(Stored items)
// SPDX-FileCopyrightText: 2026 Shopkeep Contributors
// SPDX-License-Identifier: MIT OR Apache-2.0

//! Figment-to-miette error bridge with "did you mean?" suggestions.
//!
//! Deserialization failures from Figment become [`ConfigError`] diagnostics
//! carrying a source span into the offending TOML file when one can be found.

#![allow(unused_assignments)] // miette's Diagnostic derive generates code triggering this lint

use miette::{Diagnostic, NamedSource, SourceSpan};
use thiserror::Error;

/// Minimum Jaro-Winkler similarity for a key to be offered as a correction.
const SUGGESTION_THRESHOLD: f64 = 0.75;

/// A configuration error with rich diagnostic information.
#[derive(Debug, Error, Diagnostic)]
pub enum ConfigError {
    /// An unknown key was found in the configuration.
    #[error("unknown configuration key `{key}`")]
    #[diagnostic(
        code(shopkeep::config::unknown_key),
        help("{}", unknown_key_help(suggestion.as_deref(), valid_keys))
    )]
    UnknownKey {
        /// Dotted path of the key, e.g. `recovery.max_retires`.
        key: String,
        /// Closest valid key, if one is similar enough.
        suggestion: Option<String>,
        /// Comma-separated keys accepted in the section.
        valid_keys: String,
        /// Location of the key in the TOML file, when it could be found.
        #[label("not a recognized key")]
        span: Option<SourceSpan>,
        /// The file the key came from.
        #[source_code]
        src: Option<NamedSource<String>>,
    },

    /// A configuration value has the wrong type.
    #[error("invalid type for key `{key}`: {detail}")]
    #[diagnostic(code(shopkeep::config::invalid_type), help("expected {expected}"))]
    InvalidType {
        /// Dotted path of the key.
        key: String,
        /// What figment found instead.
        detail: String,
        /// The type the key requires.
        expected: String,
    },

    /// A required configuration key is missing.
    #[error("missing required key `{key}`")]
    #[diagnostic(
        code(shopkeep::config::missing_key),
        help("add `{key} = <value>` to your shopkeep.toml")
    )]
    MissingKey {
        /// Dotted path of the missing key.
        key: String,
    },

    /// A value deserialized but violates a semantic constraint.
    #[error("validation error: {message}")]
    #[diagnostic(code(shopkeep::config::validation))]
    Validation {
        /// Which value is wrong and why.
        message: String,
    },

    /// Catch-all for other configuration errors.
    #[error("configuration error: {0}")]
    #[diagnostic(code(shopkeep::config::other))]
    Other(String),
}

fn unknown_key_help(suggestion: Option<&str>, valid_keys: &str) -> String {
    match suggestion {
        Some(s) => format!("did you mean `{s}`? Valid keys: {valid_keys}"),
        None => format!("valid keys: {valid_keys}"),
    }
}

/// Convert a `figment::Error` (possibly holding several errors) into diagnostics.
///
/// `toml_sources` pairs file paths with their contents so unknown keys can be
/// pointed at in the file they came from.
pub fn figment_to_config_errors(
    err: figment::Error,
    toml_sources: &[(String, String)],
) -> Vec<ConfigError> {
    use figment::error::Kind;

    err.into_iter()
        .map(|error| match &error.kind {
            Kind::UnknownField(field, expected) => {
                let (span, src) = locate_key(&error, field, toml_sources);
                ConfigError::UnknownKey {
                    key: field.clone(),
                    suggestion: suggest_key(field, expected),
                    valid_keys: expected.join(", "),
                    span,
                    src,
                }
            }
            Kind::MissingField(field) => ConfigError::MissingKey {
                key: dotted(&error.path, field),
            },
            Kind::InvalidType(actual, expected) => ConfigError::InvalidType {
                key: error.path.join("."),
                detail: format!("found {actual}, expected {expected}"),
                expected: expected.to_string(),
            },
            _ => ConfigError::Other(error.to_string()),
        })
        .collect()
}

fn dotted(path: &[String], field: &str) -> String {
    if path.is_empty() {
        field.to_string()
    } else {
        format!("{}.{field}", path.join("."))
    }
}

fn locate_key(
    error: &figment::error::Error,
    field: &str,
    toml_sources: &[(String, String)],
) -> (Option<SourceSpan>, Option<NamedSource<String>>) {
    let origin = error
        .metadata
        .as_ref()
        .and_then(|m| m.source.as_ref())
        .and_then(|s| match s {
            figment::Source::File(path) => Some(path.display().to_string()),
            _ => None,
        });

    let Some((path, content)) = origin
        .as_deref()
        .and_then(|origin| toml_sources.iter().find(|(p, _)| p == origin))
    else {
        return (None, None);
    };

    match find_key_offset(content, &error.path, field) {
        Some(offset) => (
            Some(SourceSpan::new(offset.into(), field.len())),
            Some(NamedSource::new(path, content.clone())),
        ),
        None => (None, None),
    }
}

/// Byte offset of `field` inside the `[section]` named by the first path element
/// (or from the top of the file for top-level keys).
pub fn find_key_offset(content: &str, path: &[String], field: &str) -> Option<usize> {
    let start = match path.first() {
        Some(section) => {
            let header = format!("[{section}]");
            content.find(&header)? + header.len()
        }
        None => 0,
    };

    let mut offset = start;
    for line in content[start..].split_inclusive('\n') {
        let trimmed = line.trim_start();
        if trimmed.starts_with('[') && offset != start {
            return None;
        }
        if let Some(rest) = trimmed.strip_prefix(field) {
            if rest.starts_with([' ', '\t', '=']) {
                return Some(offset + (line.len() - trimmed.len()));
            }
        }
        offset += line.len();
    }
    None
}

/// Suggest the closest valid key above the similarity threshold.
pub fn suggest_key(unknown: &str, valid_keys: &[&str]) -> Option<String> {
    valid_keys
        .iter()
        .map(|key| (strsim::jaro_winkler(unknown, key), *key))
        .filter(|(score, _)| *score > SUGGESTION_THRESHOLD)
        .max_by(|a, b| a.0.total_cmp(&b.0))
        .map(|(_, key)| key.to_string())
}

/// Render a list of `ConfigError`s to stderr using miette's graphical handler.
pub fn render_errors(errors: &[ConfigError]) {
    let handler = miette::GraphicalReportHandler::new();
    for error in errors {
        let mut buf = String::new();
        let diagnostic: &dyn Diagnostic = error;
        if handler.render_report(&mut buf, diagnostic).is_ok() {
            eprint!("{buf}");
        } else {
            eprintln!("Error: {error}");
        }
    }
}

## Assignment
Transcribe verbatim. Cover the lines from the first line of the entries above to the line containing "Deserialization failures from", inclusive.

## Finished task
// SPDX-FileCopyrightText: 2026 Shopkeep Contributors
// SPDX-License-Identifier: MIT OR Apache-2.0

//! Figment-to-miette error bridge with "did you mean?" suggestions.
//!
//! Deserialization failures from Figment become [`ConfigError`] diagnostics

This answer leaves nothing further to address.